Kasischke is interested in family, in death, in myth, in riddles, in stories, in gods, and in God. She has published eight books of poems and eight novels, one of which was turned into a movie with Uma Thurman, no less. Kasischke’s range and depth are apparent in everything she writes. She mixes abstract and narrative approaches to her poetry and her work is highly postmodern and fragmentary.
In the first section of Space, in Chains—there are three—Kasischke describes her ailing father:
This tender moment when my father
gives a package of cookies to my son.
They have been saved
from the lunch tray
for days.
It’s typical of her method that she should choose a harsh image along with a sentimental one. In “The Key to the Tower,” the poet includes three-line stanzas interspersed with single-line ones. She begins with mystery, which she sustains throughout:
There was never
There was never
A key to the tower
And later:
It was a dream
It was a dream
A mosquito’s dream
The abstract images become increasingly vivid. Her interest in jokes and riddles is apparent here; what could a mosquito’s dream be?
The title poem, “Space, in chains,” begins “Things that are beautiful, and die.” As for many poets, beauty and death are major themes for Kasischke. Later, she offers her ars poetica in scattershot observations:
It’s all space, in chains—the chaos of birdsong after a rainstorm, the steam
rising off the asphalt, a small boy in boots opening the back door, stepping
out, and someone calling to him from the kitchen:
Sweetie, don’t be gone too long.
The postmodern aesthetic mixes personal images with more unusual ones, something Kasischke does throughout the book. The effect is one of surprise and the purpose to highlight the stories and the language; Ashbery is clearly an influence here.

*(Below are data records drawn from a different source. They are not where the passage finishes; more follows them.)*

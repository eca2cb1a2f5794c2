use thiserror::Error;

/// Errors raised while loading settings or wiring the application together.
#[derive(Error, Debug)]
pub enum CoreError {
    /// A setting is present but unusable (unknown zone, malformed cutoff, ...).
    #[error("Configuration error: {0}")]
    ConfigError(String),

    /// Shared state the request pipeline relies on was never installed.
    #[error("Invariant violation: {0}")]
    InvariantViolation(&'static str),
}

pub type CoreResult<T> = std::result::Result<T, CoreError>;
use lexbook_schedule::validate_time_range;
use salvo::http::StatusCode;
use salvo::writing::Json;
use salvo::{Request, Response, Router, handler};
use serde::{Deserialize, Serialize};

use super::render_error;

/// ## Summary
/// Time range check request payload
#[derive(Debug, Default, Serialize, Deserialize)]
pub struct TimeRangeRequest {
    #[serde(default)]
    pub start_time: Option<String>,
    #[serde(default)]
    pub end_time: Option<String>,
}

/// ## Summary
/// Time range check response payload
#[derive(Debug, Serialize, Deserialize)]
pub struct TimeRangeResponse {
    pub valid: bool,
    #[serde(skip_serializing_if = "Option::is_none")]
    pub message: Option<String>,
}

/// ## Summary
/// POST /api/availability/time-range - Check that start is before end
///
/// An invalid range is reported in the body with HTTP 200.
///
/// ## Errors
/// Returns HTTP 400 if the body is not JSON.
#[handler]
async fn time_range_handler(req: &mut Request, res: &mut Response) {
    let body: TimeRangeRequest = match req.parse_json().await {
        Ok(body) => body,
        Err(e) => {
            tracing::debug!(error = ?e, "Failed to parse time range request");
            render_error(res, StatusCode::BAD_REQUEST, "Invalid request body");
            return;
        }
    };

    let check = validate_time_range(body.start_time.as_deref(), body.end_time.as_deref());
    res.render(Json(TimeRangeResponse {
        valid: check.is_valid(),
        message: check.message(),
    }));
}

#[must_use]
pub fn routes() -> Router {
    Router::with_path("time-range").post(time_range_handler)
}
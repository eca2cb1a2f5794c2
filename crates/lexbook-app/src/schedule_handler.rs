use std::sync::Arc;

use chrono::NaiveDate;
use lexbook_core::error::CoreError;
use lexbook_schedule::{Clock, SameDayPolicy};
use salvo::async_trait;

use crate::error::AppResult;

/// Clock and same-day policy that decide which date counts as "today".
#[derive(Clone)]
pub struct ScheduleContext {
    pub clock: Arc<dyn Clock>,
    pub policy: SameDayPolicy,
}

impl ScheduleContext {
    /// First date eligible for an occurrence right now.
    #[must_use]
    pub fn today(&self) -> NaiveDate {
        self.policy.anchor_from(self.clock.as_ref())
    }

    /// Calendar date of the clock, ignoring the same-day policy.
    #[must_use]
    pub fn calendar_today(&self) -> NaiveDate {
        self.clock.today()
    }
}

pub struct ScheduleHandler {
    pub context: ScheduleContext,
}

#[async_trait]
impl salvo::Handler for ScheduleHandler {
    #[tracing::instrument(skip(self, _req, depot, _res, _ctrl))]
    async fn handle(
        &self,
        _req: &mut salvo::Request,
        depot: &mut salvo::Depot,
        _res: &mut salvo::Response,
        _ctrl: &mut salvo::FlowCtrl,
    ) {
        depot.inject(self.context.clone());
    }
}

/// ## Summary
/// Retrieves the schedule context from the depot.
///
/// ## Errors
/// Returns an error if the schedule context is not found in the depot.
pub fn get_schedule_from_depot(depot: &salvo::Depot) -> AppResult<ScheduleContext> {
    depot
        .obtain::<ScheduleContext>()
        .cloned()
        .map_err(|_err| CoreError::InvariantViolation("Schedule context not found in depot").into())
}
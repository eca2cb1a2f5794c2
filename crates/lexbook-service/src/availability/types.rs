//! Wire types exchanged with the availability backend.

use chrono::NaiveDate;
use lexbook_schedule::DayOfWeek;
use serde::{Deserialize, Serialize};

/// Body of `POST /api/lawyer-availability/weekly`.
///
/// Times are 12-hour strings such as `"2:00 PM"`.
#[derive(Debug, Clone, PartialEq, Eq, Serialize, Deserialize)]
pub struct WeeklySlotRequest {
    pub day_of_week: DayOfWeek,
    pub start_time: String,
    pub end_time: String,
    pub branch_id: i64,
    pub max_bookings: u32,
}

/// Bookable office location.
#[derive(Debug, Clone, PartialEq, Eq, Serialize, Deserialize)]
pub struct Branch {
    pub id: i64,
    pub name: String,
    #[serde(default)]
    pub address: Option<String>,
}

/// A date on which a lawyer is unavailable.
#[derive(Debug, Clone, PartialEq, Eq, Serialize, Deserialize)]
pub struct AvailabilityException {
    pub id: i64,
    #[serde(alias = "exception_date")]
    pub date: NaiveDate,
    #[serde(default)]
    pub reason: Option<String>,
}

/// Body of `POST /availability/exceptions`.
#[derive(Debug, Clone, PartialEq, Eq, Serialize, Deserialize)]
pub struct NewException {
    pub date: NaiveDate,
    #[serde(default, skip_serializing_if = "Option::is_none")]
    pub reason: Option<String>,
}

/// List responses arrive either bare or wrapped in `{ "data": [...] }`.
#[derive(Debug, Deserialize)]
#[serde(untagged)]
pub(crate) enum Listing<T> {
    Bare(Vec<T>),
    Wrapped { data: Vec<T> },
}

impl<T> Listing<T> {
    pub(crate) fn into_vec(self) -> Vec<T> {
        match self {
            Self::Bare(items) | Self::Wrapped { data: items } => items,
        }
    }
}

#[cfg(test)]
mod tests {
    use super::*;
    use serde_json::json;

    #[test]
    fn test_weekly_slot_request_wire_shape() {
        let request = WeeklySlotRequest {
            day_of_week: DayOfWeek::Tuesday,
            start_time: "9:00 AM".to_string(),
            end_time: "12:30 PM".to_string(),
            branch_id: 3,
            max_bookings: 2,
        };
        assert_eq!(
            serde_json::to_value(&request).expect("serialize"),
            json!({
                "day_of_week": "tuesday",
                "start_time": "9:00 AM",
                "end_time": "12:30 PM",
                "branch_id": 3,
                "max_bookings": 2
            })
        );
    }

    #[test]
    fn test_listing_accepts_both_shapes() {
        let bare: Listing<Branch> =
            serde_json::from_value(json!([{ "id": 1, "name": "Downtown" }])).expect("bare");
        assert_eq!(bare.into_vec().len(), 1);

        let wrapped: Listing<Branch> = serde_json::from_value(json!({
            "data": [{ "id": 1, "name": "Downtown" }, { "id": 2, "name": "Uptown", "address": "1 Main St" }]
        }))
        .expect("wrapped");
        let branches = wrapped.into_vec();
        assert_eq!(branches.len(), 2);
        assert_eq!(branches[1].address.as_deref(), Some("1 Main St"));
    }

    #[test]
    fn test_exception_accepts_backend_alias() {
        let exception: AvailabilityException = serde_json::from_value(json!({
            "id": 9,
            "exception_date": "2026-12-25",
            "reason": "Holiday"
        }))
        .expect("deserialize");
        assert_eq!(exception.date, NaiveDate::from_ymd_opt(2026, 12, 25).expect("valid date"));
    }
}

In the second section, the poem “Wormwood” begins,
That a star in heaven
Might have poisonous feathers.
That an angel might cast it for
us far into the sea . . .
Here Kasischke balances her interests in the metaphysical and the literal. There’s a very funny poem in this section about a woman who steals the poet’s shoes while she is at the gym. Again, this is representative of her range and her humanity, the mix of the postmodern with the personal. Another poignant poem in this section is called “Cigarettes”: “Back then, we smoked them. In / Every family photo someone’s smoking.” Two lines with so much story in the images.
In the lengthy third and final section of the book, Kasischke includes a poem called “Animal, vegetable, mineral, mist,” which ends with one of her many references to her father:
And then
through my weird tears
a clear vision
at the center of the others:
My father
and the way for decades he drank his beer
beneath one bare bulb in a basement, like
a man desperately struggling to drown
a pale deer in a shallow pool.
As the image of the deer suggests, Kasischke is a wildly imaginative writer. Her poems are memorable, often funny, always profound. She is a writer to savor and to admire.